Write out the data below exactly, beginning with the first line and ending once the line that has "pub const CONFIG_ENV_VAR: &str" is written.

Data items

####################

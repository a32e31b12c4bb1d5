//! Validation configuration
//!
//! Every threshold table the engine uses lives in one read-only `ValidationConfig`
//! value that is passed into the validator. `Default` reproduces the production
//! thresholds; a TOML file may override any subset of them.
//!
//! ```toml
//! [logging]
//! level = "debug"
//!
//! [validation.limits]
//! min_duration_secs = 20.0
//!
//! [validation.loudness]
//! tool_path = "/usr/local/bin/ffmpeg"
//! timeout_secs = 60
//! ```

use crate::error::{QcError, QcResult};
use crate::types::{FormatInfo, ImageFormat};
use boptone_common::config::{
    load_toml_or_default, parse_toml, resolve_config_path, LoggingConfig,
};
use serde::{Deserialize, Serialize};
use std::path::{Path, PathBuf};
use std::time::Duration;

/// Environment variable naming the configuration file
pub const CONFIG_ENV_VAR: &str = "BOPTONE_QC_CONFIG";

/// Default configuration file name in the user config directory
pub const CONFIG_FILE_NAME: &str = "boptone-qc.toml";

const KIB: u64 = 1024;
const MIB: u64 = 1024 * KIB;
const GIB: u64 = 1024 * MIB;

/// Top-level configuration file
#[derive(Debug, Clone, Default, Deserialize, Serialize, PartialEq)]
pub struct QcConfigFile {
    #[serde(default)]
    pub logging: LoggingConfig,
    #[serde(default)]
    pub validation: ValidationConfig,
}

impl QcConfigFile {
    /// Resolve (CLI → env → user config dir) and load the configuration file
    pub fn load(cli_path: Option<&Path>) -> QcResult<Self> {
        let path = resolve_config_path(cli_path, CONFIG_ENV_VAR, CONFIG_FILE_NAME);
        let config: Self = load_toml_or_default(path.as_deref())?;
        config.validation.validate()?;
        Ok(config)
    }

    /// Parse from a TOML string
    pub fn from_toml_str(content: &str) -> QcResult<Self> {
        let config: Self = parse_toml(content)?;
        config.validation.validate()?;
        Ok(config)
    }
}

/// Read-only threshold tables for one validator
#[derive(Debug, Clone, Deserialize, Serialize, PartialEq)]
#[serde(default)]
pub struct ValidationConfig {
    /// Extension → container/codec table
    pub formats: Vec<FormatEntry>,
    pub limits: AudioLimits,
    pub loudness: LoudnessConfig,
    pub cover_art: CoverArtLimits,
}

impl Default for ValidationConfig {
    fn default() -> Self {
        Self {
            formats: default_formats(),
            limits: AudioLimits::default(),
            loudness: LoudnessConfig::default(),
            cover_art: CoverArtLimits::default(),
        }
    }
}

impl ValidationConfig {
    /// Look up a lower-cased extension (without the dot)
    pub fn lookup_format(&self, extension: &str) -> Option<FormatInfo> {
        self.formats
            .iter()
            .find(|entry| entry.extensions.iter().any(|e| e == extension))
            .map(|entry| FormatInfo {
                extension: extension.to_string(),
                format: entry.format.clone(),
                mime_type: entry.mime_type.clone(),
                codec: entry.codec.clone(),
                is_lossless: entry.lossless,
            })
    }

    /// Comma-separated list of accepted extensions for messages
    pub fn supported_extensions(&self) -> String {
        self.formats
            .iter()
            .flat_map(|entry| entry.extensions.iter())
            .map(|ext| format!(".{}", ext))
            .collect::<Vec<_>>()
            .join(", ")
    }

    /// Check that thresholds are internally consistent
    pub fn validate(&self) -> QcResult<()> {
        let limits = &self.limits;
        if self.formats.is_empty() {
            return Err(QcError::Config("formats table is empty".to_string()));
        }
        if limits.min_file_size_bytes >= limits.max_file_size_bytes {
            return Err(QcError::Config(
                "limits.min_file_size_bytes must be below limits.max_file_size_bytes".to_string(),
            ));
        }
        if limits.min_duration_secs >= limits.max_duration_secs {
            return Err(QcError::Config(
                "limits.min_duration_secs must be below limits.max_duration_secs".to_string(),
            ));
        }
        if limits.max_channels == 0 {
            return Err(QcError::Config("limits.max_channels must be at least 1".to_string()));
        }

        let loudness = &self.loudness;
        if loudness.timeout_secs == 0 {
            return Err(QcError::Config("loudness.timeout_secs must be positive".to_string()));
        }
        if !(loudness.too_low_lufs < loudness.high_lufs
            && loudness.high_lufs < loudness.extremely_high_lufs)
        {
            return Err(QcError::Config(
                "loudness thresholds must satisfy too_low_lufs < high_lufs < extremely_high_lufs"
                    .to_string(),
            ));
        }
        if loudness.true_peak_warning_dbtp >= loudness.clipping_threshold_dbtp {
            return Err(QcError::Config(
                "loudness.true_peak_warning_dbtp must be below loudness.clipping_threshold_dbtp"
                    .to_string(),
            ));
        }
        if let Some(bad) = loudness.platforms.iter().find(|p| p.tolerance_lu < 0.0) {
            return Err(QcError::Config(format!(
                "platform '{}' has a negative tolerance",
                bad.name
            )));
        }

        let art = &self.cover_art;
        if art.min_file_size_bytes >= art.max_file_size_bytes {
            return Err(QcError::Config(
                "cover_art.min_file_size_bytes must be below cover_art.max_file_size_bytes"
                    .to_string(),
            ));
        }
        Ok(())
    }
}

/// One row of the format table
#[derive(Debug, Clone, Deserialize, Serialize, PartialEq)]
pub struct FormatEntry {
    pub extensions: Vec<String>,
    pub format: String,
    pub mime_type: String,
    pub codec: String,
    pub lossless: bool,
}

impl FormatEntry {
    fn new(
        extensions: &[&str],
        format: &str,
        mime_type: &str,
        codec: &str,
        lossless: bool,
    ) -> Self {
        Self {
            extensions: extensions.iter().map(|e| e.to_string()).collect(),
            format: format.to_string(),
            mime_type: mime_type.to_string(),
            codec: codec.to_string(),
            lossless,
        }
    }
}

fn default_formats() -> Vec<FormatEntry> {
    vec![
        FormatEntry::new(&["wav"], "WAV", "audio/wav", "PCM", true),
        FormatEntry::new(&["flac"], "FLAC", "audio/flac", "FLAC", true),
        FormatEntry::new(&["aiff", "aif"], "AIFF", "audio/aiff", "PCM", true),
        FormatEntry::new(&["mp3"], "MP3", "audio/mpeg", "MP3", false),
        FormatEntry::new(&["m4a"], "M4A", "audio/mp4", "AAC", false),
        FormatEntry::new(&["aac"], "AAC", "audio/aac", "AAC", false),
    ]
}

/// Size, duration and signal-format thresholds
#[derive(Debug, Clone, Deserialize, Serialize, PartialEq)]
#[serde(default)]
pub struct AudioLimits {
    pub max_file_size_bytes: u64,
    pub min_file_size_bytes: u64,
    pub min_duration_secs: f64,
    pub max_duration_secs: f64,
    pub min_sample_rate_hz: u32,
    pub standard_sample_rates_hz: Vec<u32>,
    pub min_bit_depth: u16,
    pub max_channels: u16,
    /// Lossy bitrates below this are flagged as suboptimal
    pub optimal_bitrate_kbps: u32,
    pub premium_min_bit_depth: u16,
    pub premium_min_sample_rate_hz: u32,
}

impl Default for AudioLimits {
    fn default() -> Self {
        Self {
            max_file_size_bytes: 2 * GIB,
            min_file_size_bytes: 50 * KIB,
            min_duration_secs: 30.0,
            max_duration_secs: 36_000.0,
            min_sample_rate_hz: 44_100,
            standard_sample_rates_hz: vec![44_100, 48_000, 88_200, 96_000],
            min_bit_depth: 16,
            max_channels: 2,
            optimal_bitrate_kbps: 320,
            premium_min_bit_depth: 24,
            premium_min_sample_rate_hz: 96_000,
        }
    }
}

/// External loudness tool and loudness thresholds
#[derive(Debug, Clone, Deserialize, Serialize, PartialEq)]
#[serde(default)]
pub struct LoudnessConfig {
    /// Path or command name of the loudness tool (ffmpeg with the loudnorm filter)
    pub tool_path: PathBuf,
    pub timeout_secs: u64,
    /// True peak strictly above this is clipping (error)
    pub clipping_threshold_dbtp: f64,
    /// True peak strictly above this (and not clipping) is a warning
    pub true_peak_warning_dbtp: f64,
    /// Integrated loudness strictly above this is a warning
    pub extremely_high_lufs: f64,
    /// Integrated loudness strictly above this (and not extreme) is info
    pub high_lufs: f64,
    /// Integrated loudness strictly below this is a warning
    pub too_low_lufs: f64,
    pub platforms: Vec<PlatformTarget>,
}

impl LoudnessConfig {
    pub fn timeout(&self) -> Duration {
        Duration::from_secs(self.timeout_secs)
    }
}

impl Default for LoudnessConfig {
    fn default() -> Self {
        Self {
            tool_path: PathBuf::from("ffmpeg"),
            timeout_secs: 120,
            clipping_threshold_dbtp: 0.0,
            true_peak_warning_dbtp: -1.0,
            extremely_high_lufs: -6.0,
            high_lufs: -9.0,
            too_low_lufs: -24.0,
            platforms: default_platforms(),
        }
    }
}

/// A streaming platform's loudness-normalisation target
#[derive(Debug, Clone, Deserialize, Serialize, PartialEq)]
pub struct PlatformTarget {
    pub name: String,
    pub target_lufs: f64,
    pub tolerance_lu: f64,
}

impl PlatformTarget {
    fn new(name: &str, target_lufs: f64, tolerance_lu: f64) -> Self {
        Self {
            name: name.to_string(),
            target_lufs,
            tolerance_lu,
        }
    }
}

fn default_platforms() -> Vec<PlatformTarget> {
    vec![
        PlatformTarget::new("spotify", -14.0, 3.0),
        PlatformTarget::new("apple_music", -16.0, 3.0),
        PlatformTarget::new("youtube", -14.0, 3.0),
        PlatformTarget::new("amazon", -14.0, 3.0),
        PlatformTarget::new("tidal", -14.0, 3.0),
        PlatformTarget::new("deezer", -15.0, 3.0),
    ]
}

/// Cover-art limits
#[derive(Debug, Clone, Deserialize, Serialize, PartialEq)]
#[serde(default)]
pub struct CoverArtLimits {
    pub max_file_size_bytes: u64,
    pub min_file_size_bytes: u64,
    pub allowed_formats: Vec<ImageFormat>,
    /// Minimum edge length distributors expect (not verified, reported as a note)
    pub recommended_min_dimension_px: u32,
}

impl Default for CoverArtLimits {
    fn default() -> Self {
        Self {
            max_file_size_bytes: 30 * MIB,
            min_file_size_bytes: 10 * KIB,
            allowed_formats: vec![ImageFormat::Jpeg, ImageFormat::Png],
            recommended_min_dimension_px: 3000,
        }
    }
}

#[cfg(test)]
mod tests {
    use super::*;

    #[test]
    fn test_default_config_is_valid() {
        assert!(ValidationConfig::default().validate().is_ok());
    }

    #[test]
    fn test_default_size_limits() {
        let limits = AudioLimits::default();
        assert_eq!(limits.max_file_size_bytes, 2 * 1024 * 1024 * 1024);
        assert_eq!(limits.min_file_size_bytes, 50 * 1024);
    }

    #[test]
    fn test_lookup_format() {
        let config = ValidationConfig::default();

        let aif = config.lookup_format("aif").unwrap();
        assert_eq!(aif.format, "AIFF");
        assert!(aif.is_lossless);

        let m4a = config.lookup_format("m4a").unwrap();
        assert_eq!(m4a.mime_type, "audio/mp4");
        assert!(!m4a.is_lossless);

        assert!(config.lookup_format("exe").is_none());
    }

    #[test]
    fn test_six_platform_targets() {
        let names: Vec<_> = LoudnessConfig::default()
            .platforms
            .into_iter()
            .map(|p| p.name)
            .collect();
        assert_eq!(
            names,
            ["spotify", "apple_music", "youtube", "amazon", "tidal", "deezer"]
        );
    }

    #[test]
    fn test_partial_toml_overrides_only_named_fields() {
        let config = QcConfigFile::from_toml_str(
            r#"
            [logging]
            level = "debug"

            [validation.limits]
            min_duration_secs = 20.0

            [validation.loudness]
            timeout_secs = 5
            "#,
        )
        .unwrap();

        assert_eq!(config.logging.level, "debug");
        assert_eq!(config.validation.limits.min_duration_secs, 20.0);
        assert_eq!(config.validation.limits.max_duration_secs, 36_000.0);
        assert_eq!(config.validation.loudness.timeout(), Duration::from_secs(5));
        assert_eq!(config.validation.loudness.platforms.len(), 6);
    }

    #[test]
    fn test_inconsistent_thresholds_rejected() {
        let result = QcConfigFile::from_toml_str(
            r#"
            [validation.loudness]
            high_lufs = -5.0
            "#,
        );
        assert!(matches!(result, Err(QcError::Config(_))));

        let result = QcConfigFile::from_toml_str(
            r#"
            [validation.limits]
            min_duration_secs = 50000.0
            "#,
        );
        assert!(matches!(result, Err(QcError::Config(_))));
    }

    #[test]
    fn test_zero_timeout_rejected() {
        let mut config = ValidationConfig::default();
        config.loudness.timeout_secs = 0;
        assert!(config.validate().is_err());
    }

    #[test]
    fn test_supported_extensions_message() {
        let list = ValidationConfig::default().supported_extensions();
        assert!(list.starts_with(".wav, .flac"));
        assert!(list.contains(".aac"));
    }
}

####################

▶ **Answer to this exercise**:
repository a32e31b12c4bb1d5
//! Validation configuration
//!
//! Every threshold table the engine uses lives in one read-only `ValidationConfig`
//! value that is passed into the validator. `Default` reproduces the production
//! thresholds; a TOML file may override any subset of them.
//!
//! ```toml
//! [logging]
//! level = "debug"
//!
//! [validation.limits]
//! min_duration_secs = 20.0
//!
//! [validation.loudness]
//! tool_path = "/usr/local/bin/ffmpeg"
//! timeout_secs = 60
//! ```

use crate::error::{QcError, QcResult};
use crate::types::{FormatInfo, ImageFormat};
use boptone_common::config::{
    load_toml_or_default, parse_toml, resolve_config_path, LoggingConfig,
};
use serde::{Deserialize, Serialize};
use std::path::{Path, PathBuf};
use std::time::Duration;

/// Environment variable naming the configuration file
pub const CONFIG_ENV_VAR: &str = "BOPTONE_QC_CONFIG";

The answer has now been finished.